The U.S. House of Representatives late Friday passed a more than $1 trillion infrastructure bill, sending the legislation to President Joe Biden for his signature. First passed by the Senate in August, the package would provide new funding for transportation, utilities and broadband, among other infrastructure projects.
“Investors have waited for a significant step-up in infrastructure spending for decades,” Citi’s Anthony Pettinari said in a note Sunday. “We view this generational investment as a significant catalyst for growth for a number of our stocks.”
Industrials and materials stocks rallied Monday with those names set to benefit from the spending package. The Global X U.S. Infrastructure Development exchange-traded fund hit a new all-time high dating back to its inception in 2017.
Construction equipment manufacturer Caterpillar led the Dow’s rally with a more than 3% gain. Heavy equipment producer Deere saw its shares rise more than 1%. Nucor added more than 3% and Vulcan Materials rose more than 4%. United Rentals, Martin Marietta and Jacobs Engineering were among the other infrastructure-related gainers.
Elsewhere, chip maker Advanced Micro Devices led the Nasdaq Composite and the S&P 500. AMD rallied more than 11% after the company announced it won Meta, formerly known as Facebook, as a chip customer and revealed new chip products.

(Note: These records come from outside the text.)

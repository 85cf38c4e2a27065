//! API route configuration.

use crate::api::handlers::{
    create_task_handler, delete_task_handler, get_task_handler, list_tasks_handler,
    login_handler, signup_handler, update_task_handler,
};
use crate::state::AppState;
use axum::{
    Router,
    routing::{get, post},
};

/// Credential endpoints, public.
///
/// - `POST /auth/signup` - Register and receive a token
/// - `POST /auth/login`  - Exchange credentials for a token
pub fn auth_routes() -> Router<AppState> {
    Router::new()
        .route("/auth/signup", post(signup_handler))
        .route("/auth/login", post(login_handler))
}

/// Task endpoints, to be wrapped in Bearer token authentication.
///
/// - `GET    /tasks`      - List visible tasks (filtered, paginated)
/// - `POST   /tasks`      - Create a task
/// - `GET    /tasks/{id}` - Fetch a task
/// - `PUT    /tasks/{id}` - Partially update a task
/// - `DELETE /tasks/{id}` - Delete a task
pub fn task_routes() -> Router<AppState> {
    Router::new()
        .route("/tasks", get(list_tasks_handler).post(create_task_handler))
        .route(
            "/tasks/{id}",
            get(get_task_handler)
                .put(update_task_handler)
                .delete(delete_task_handler),
        )
}
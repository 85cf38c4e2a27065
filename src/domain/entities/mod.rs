//! Core domain entities representing the task tracker data model.
//!
//! Entities are plain data structures; access rules live in
//! [`crate::domain::permissions`].
//!
//! # Entity Types
//!
//! - [`User`] - An account with a [`UserRole`]
//! - [`Task`] - A unit of work with a responsible person and executors
//!
//! Creation and partial-update inputs are separate structs
//! ([`NewUser`], [`NewTask`], [`TaskPatch`]).

pub mod task;
pub mod user;

pub use task::{MAX_PRIORITY, MIN_PRIORITY, NewTask, Task, TaskFilter, TaskPatch, TaskStatus};
pub use user::{NewUser, User, UserRole};
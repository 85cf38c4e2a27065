//! Baseline user accounts.

use std::sync::Arc;
use tracing::info;

use crate::application::services::auth_service::hash_blocking;
use crate::domain::entities::{NewUser, UserRole};
use crate::domain::repositories::UserRepository;
use crate::error::AppError;
use crate::utils::password;

/// A default account inserted by the seed command.
#[derive(Debug, Clone, Copy, PartialEq, Eq)]
pub struct SeedUser {
    pub username: &'static str,
    pub email: &'static str,
    pub password: &'static str,
    pub role: UserRole,
}

pub const DEFAULT_USERS: [SeedUser; 3] = [
    SeedUser {
        username: "admin",
        email: "admin@example.com",
        password: "admin1234",
        role: UserRole::Admin,
    },
    SeedUser {
        username: "manager",
        email: "manager@example.com",
        password: "manager1234",
        role: UserRole::Manager,
    },
    SeedUser {
        username: "user",
        email: "user@example.com",
        password: "user1234",
        role: UserRole::User,
    },
];

/// Usernames created and skipped by one seed run.
#[derive(Debug, Clone, Default, PartialEq, Eq)]
pub struct SeedReport {
    pub created: Vec<String>,
    pub skipped: Vec<String>,
}

/// Inserts [`DEFAULT_USERS`]. Accounts that already exist, by email or
/// username, are left untouched, so seeding twice is safe. The inserts
/// commit together.
pub struct SeedService<R: UserRepository> {
    users: Arc<R>,
    hash_iterations: u32,
}

impl<R: UserRepository> SeedService<R> {
    pub fn new(users: Arc<R>) -> Self {
        Self {
            users,
            hash_iterations: password::DEFAULT_ITERATIONS,
        }
    }

    pub fn with_hash_iterations(mut self, iterations: u32) -> Self {
        self.hash_iterations = iterations;
        self
    }

    pub async fn seed(&self) -> Result<SeedReport, AppError> {
        let mut new_users = Vec::with_capacity(DEFAULT_USERS.len());
        for account in DEFAULT_USERS {
            let password_hash =
                hash_blocking(account.password.to_string(), self.hash_iterations).await?;

            new_users.push(NewUser {
                username: account.username.to_string(),
                email: account.email.to_string(),
                password_hash,
                role: account.role,
            });
        }

        let inserted = self.users.insert_all_if_absent(new_users).await?;

        let mut report = SeedReport::default();
        for (account, user) in DEFAULT_USERS.iter().zip(inserted) {
            match user {
                Some(user) => {
                    info!(user_id = user.id, username = account.username, "Seeded user");
                    report.created.push(account.username.to_string());
                }
                None => {
                    info!(username = account.username, "User already present, skipping");
                    report.skipped.push(account.username.to_string());
                }
            }
        }

        metrics::counter!("seeded_users_total").increment(report.created.len() as u64);
        Ok(report)
    }
}
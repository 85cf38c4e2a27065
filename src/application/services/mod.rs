//! Business logic services for the application layer.

pub mod auth_service;
pub mod seed_service;
pub mod task_service;

pub use auth_service::{AuthService, SignUp};
pub use seed_service::{DEFAULT_USERS, SeedReport, SeedService};
pub use task_service::{CreateTask, ListTasks, TaskPage, TaskService};
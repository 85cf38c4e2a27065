//! CLI administration tool for the task tracker.
//!
//! Runs the schema migration and the seed step (usually as one-off commands
//! inside the `app` container) and drives the Compose stack from the host.
//!
//! # Usage
//!
//! ```bash
//! # Apply migrations up to head (no-op when already there)
//! admin migrate
//! admin migrate --status
//!
//! # Insert the default users (skips existing ones)
//! admin seed
//!
//! # Check database connection
//! admin db check
//!
//! # Stack lifecycle from the host
//! admin stack check
//! admin stack up --detach
//! admin stack migrate
//! admin stack seed
//! admin stack down --volumes
//! ```
//!
//! # Environment Variables
//!
//! - `DATABASE_URL` or `DB_HOST`/`DB_PORT`/`DB_USER`/`DB_PASSWORD`/`DB_NAME`
//!   for database commands
//! - `APP_PORT`, `DB_NAME`, `DB_USER`, `DB_PASSWORD`, `DB_PORT` for stack commands
//! - `DB_CONNECT_RETRIES`, `DB_RETRY_BASE_DELAY_MS` for the startup retry

use task_tracker::application::services::SeedService;
use task_tracker::config::{self, DatabaseSettings};
use task_tracker::deploy::descriptor::{Descriptor, Interpolation};
use task_tracker::deploy::env::StackEnv;
use task_tracker::deploy::orchestrator::{self, ComposeCli, Orchestrator, Teardown, UpOptions};
use task_tracker::infrastructure::database::{self, migrations};
use task_tracker::infrastructure::persistence::PgUserRepository;
use task_tracker::telemetry;

use anyhow::{Context, Result};
use clap::{Args, Parser, Subcommand};
use colored::*;
use dialoguer::Confirm;
use sqlx::PgPool;
use std::path::{Path, PathBuf};
use std::sync::Arc;

/// CLI tool for managing the task tracker.
#[derive(Parser)]
#[command(name = "admin")]
#[command(author, version, about, long_about = None)]
struct Cli {
    /// Env file layered under the process environment
    #[arg(long, global = true, default_value = ".env")]
    env_file: PathBuf,

    #[command(subcommand)]
    command: Commands,
}

/// Top-level command groups.
#[derive(Subcommand)]
enum Commands {
    /// Apply schema migrations up to head
    Migrate {
        /// Only list migrations and whether they are applied
        #[arg(long)]
        status: bool,
    },

    /// Insert the default users
    Seed,

    /// Database operations
    Db {
        #[command(subcommand)]
        action: DbAction,
    },

    /// Compose stack operations
    Stack(StackArgs),
}

/// Database operation subcommands.
#[derive(Subcommand)]
enum DbAction {
    /// Check database connection
    Check,

    /// Show database info
    Info,
}

#[derive(Args)]
struct StackArgs {
    /// Compose file the stack is run from
    #[arg(long, default_value = "docker-compose.yml")]
    compose_file: PathBuf,

    /// Compose project name
    #[arg(long, default_value = "task-tracker")]
    project: String,

    #[command(subcommand)]
    action: StackAction,
}

/// Stack subcommands.
#[derive(Subcommand)]
enum StackAction {
    /// Validate the descriptor, bind the environment and compare the compose file
    Check,

    /// Print the compose document
    Render {
        /// Substitute bound values instead of `${VAR:?...}` references
        #[arg(long)]
        resolved: bool,

        /// Write to a file instead of stdout
        #[arg(short, long)]
        output: Option<PathBuf>,
    },

    /// Build and start all units
    Up {
        /// Skip rebuilding the application image
        #[arg(long)]
        no_build: bool,

        /// Run in the background
        #[arg(short, long)]
        detach: bool,
    },

    /// Stop and remove all units
    Down {
        /// Also delete named volumes (irreversible)
        #[arg(short = 'v', long)]
        volumes: bool,

        /// Skip confirmation prompt
        #[arg(short = 'y', long)]
        yes: bool,
    },

    /// Run the migration inside the app unit
    Migrate,

    /// Run the seed step inside the app unit
    Seed,

    /// Start detached, then migrate and seed
    Bootstrap {
        /// Skip rebuilding the application image
        #[arg(long)]
        no_build: bool,
    },
}

#[tokio::main]
async fn main() -> Result<()> {
    let cli = Cli::parse();

    // Load environment variables from the env file
    dotenvy::from_path(&cli.env_file).ok();
    telemetry::init("warn", "text");

    match cli.command {
        Commands::Migrate { status } => handle_migrate(status).await?,
        Commands::Seed => handle_seed().await?,
        Commands::Db { action } => handle_db_action(action).await?,
        Commands::Stack(args) => handle_stack(args, &cli.env_file).await?,
    }

    Ok(())
}

/// Connects with the startup retry, since the database unit may still be
/// booting when the app container runs this.
async fn connect() -> Result<PgPool> {
    let database_url = config::load_database_url()?;
    let settings = DatabaseSettings::from_env();

    database::connect(&database_url, &settings)
        .await
        .with_context(|| {
            format!(
                "Failed to connect to database at {}",
                config::mask_connection_string(&database_url)
            )
        })
}

async fn handle_migrate(status_only: bool) -> Result<()> {
    let pool = connect().await?;

    if status_only {
        println!("{}", "📋 Migrations".bright_blue().bold());
        println!();
        for m in migrations::status(&pool).await? {
            let state = if m.applied {
                "applied".green()
            } else {
                "pending".yellow()
            };
            println!("  {:>14}  {:<8}  {}", m.version, state, m.description);
        }
        println!();
        return Ok(());
    }

    println!("{}", "🔄 Migrating database...".bright_blue());

    let report = migrations::run(&pool)
        .await
        .context("Migration aborted, nothing was applied")?;

    let head = report
        .head
        .map_or_else(|| "none".to_string(), |v| v.to_string());

    if report.is_noop() {
        println!(
            "{} {}",
            "✅ Already at head:".green().bold(),
            head.bright_white()
        );
    } else {
        for version in &report.applied_now {
            println!("  applied {}", version.to_string().bright_green());
        }
        println!("{} {}", "✅ Migrated to".green().bold(), head.bright_white());
    }

    Ok(())
}

async fn handle_seed() -> Result<()> {
    let pool = connect().await?;
    let users = Arc::new(PgUserRepository::new(Arc::new(pool)));

    println!("{}", "🌱 Seeding default users...".bright_blue());

    let report = SeedService::new(users)
        .seed()
        .await
        .context("Seeding failed; is the schema migrated?")?;

    for name in &report.created {
        println!("  {} {}", "created".green(), name.bright_white());
    }
    for name in &report.skipped {
        println!("  {} {} (already exists)", "skipped".yellow(), name);
    }

    println!(
        "{} {} created, {} skipped",
        "✅ Seed complete:".green().bold(),
        report.created.len(),
        report.skipped.len()
    );

    Ok(())
}

/// Handles database diagnostic commands.
async fn handle_db_action(action: DbAction) -> Result<()> {
    let pool = connect().await?;

    match action {
        DbAction::Check => {
            println!("{}", "🔍 Checking database connection...".bright_blue());

            database::ping(&pool).await?;

            println!("{}", "✅ Database connection OK".green().bold());
        }
        DbAction::Info => {
            println!("{}", "ℹ️  Database Information".bright_blue().bold());
            println!();

            let version: String = sqlx::query_scalar("SELECT version()")
                .fetch_one(&pool)
                .await?;

            println!("  PostgreSQL: {}", version.bright_white());

            let head = migrations::status(&pool)
                .await?
                .into_iter()
                .filter(|m| m.applied)
                .map(|m| m.version)
                .max();
            println!(
                "  Schema head: {}",
                head.map_or_else(|| "not migrated".to_string(), |v| v.to_string())
                    .bright_white()
            );
            println!();
        }
    }

    Ok(())
}

/// Binds the stack environment or fails before any orchestrator command.
fn bind_env(descriptor: &Descriptor, env_file: &Path) -> Result<StackEnv> {
    descriptor.validate()?;
    StackEnv::from_environment(descriptor, Some(env_file))
        .context("Stack environment is incomplete; nothing was started")
}

async fn compose_cli(
    descriptor: &Descriptor,
    env_file: &Path,
    compose_file: &Path,
    project: &str,
) -> Result<ComposeCli> {
    let env = bind_env(descriptor, env_file)?;
    Ok(ComposeCli::detect(compose_file, project, env).await)
}

async fn handle_stack(args: StackArgs, env_file: &Path) -> Result<()> {
    let descriptor = Descriptor::task_tracker();
    let StackArgs {
        compose_file,
        project,
        action,
    } = args;

    match action {
        StackAction::Check => stack_check(&descriptor, &compose_file, env_file)?,
        StackAction::Render { resolved, output } => {
            let rendered = if resolved {
                let env = bind_env(&descriptor, env_file)?;
                descriptor.render(Interpolation::Resolved(&env))?
            } else {
                descriptor.validate()?;
                descriptor.render(Interpolation::Template)?
            };

            match output {
                Some(path) => {
                    std::fs::write(&path, rendered)
                        .with_context(|| format!("Failed to write {}", path.display()))?;
                    println!("{} {}", "✅ Wrote".green().bold(), path.display());
                }
                None => print!("{rendered}"),
            }
        }
        StackAction::Up { no_build, detach } => {
            let cli = compose_cli(&descriptor, env_file, &compose_file, &project).await?;
            cli.up(UpOptions {
                build: !no_build,
                detach,
            })
            .await?;
        }
        StackAction::Down { volumes, yes } => {
            let cli = compose_cli(&descriptor, env_file, &compose_file, &project).await?;
            let teardown = if volumes {
                Teardown::RemoveVolumes
            } else {
                Teardown::KeepVolumes
            };

            if teardown == Teardown::RemoveVolumes && !yes {
                println!(
                    "{}",
                    "⚠️  This deletes the database volume and all data in it."
                        .yellow()
                        .bold()
                );
                let confirmed = Confirm::new()
                    .with_prompt("Remove volumes?")
                    .default(false)
                    .interact()?;
                if !confirmed {
                    println!("{}", "Cancelled".yellow());
                    return Ok(());
                }
            }

            cli.down(teardown).await?;
        }
        StackAction::Migrate => {
            let cli = compose_cli(&descriptor, env_file, &compose_file, &project).await?;
            orchestrator::migrate_in_stack(&cli).await?;
        }
        StackAction::Seed => {
            let cli = compose_cli(&descriptor, env_file, &compose_file, &project).await?;
            orchestrator::seed_in_stack(&cli).await?;
        }
        StackAction::Bootstrap { no_build } => {
            let cli = compose_cli(&descriptor, env_file, &compose_file, &project).await?;
            orchestrator::bootstrap(&cli, !no_build).await?;
        }
    }

    Ok(())
}

fn stack_check(descriptor: &Descriptor, compose_file: &Path, env_file: &Path) -> Result<()> {
    println!("{}", "🔍 Checking stack...".bright_blue());
    println!();

    descriptor.validate()?;
    let order: Vec<&str> = descriptor
        .startup_order()?
        .iter()
        .map(|u| u.name.as_str())
        .collect();
    println!("  Units:         {}", order.join(" -> ").bright_white());

    let env = bind_env(descriptor, env_file)?;
    println!("  Environment:");
    for (name, value) in env.masked() {
        println!("    {}={}", name, value.bright_white());
    }

    let on_disk = std::fs::read_to_string(compose_file)
        .with_context(|| format!("Failed to read {}", compose_file.display()))?;
    let on_disk: serde_yaml::Value = serde_yaml::from_str(&on_disk)
        .with_context(|| format!("{} is not valid YAML", compose_file.display()))?;
    let expected: serde_yaml::Value =
        serde_yaml::from_str(&descriptor.render(Interpolation::Template)?)?;

    if on_disk != expected {
        anyhow::bail!(
            "{} differs from the descriptor; regenerate it with `admin stack render --output {}`",
            compose_file.display(),
            compose_file.display()
        );
    }
    println!("  Compose file:  {}", "up to date".green());
    println!();
    println!("{}", "✅ Stack is ready to start".green().bold());

    Ok(())
}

Meanwhile, Tesla founder Elon Musk rattled investors this weekend, asking in a Twitter poll whether he should sell 10% of his stock as a response to political clamoring to tax unrealized gains from equity holdings. As some 58% of respondents said yes, shares in Tesla dropped more than 4%.
The passage of the infrastructure stimulus, an improving Covid situation in the U.S., and a better-than-expected labor market reading boosted investor confidence in the economic recovery. The October jobs report came in Friday better than economists expected as U.S. payrolls added 531,000 jobs last month, according to the Labor Department.
“We expect Equities to continue to climb the ‘wall of worry’, as risks look largely priced in and showing signs of improvement,” JPMorgan’s Marko Kolanovic said in a note Monday.
The three major U.S. stock averages each closed at record highs Friday to cap off a winning week with the S&P 500 posting its 63rd record close in 2021. The S&P 500 is up more than 24% this year.
Investors await fresh inflation readings in the week ahead. The producer price index and consumer price index are slated for release on Tuesday and Wednesday, respectively. Economists expect both reports to remain hot for October.
The Federal Reserve is eyeing both inflation and jobs data to guide its timeline on normalizing monetary policy.
Last week, the Fed announced a plan to begin tapering its pandemic-era economic aid by the end of November, putting the central bank on track to end its asset purchase program by the middle of next year.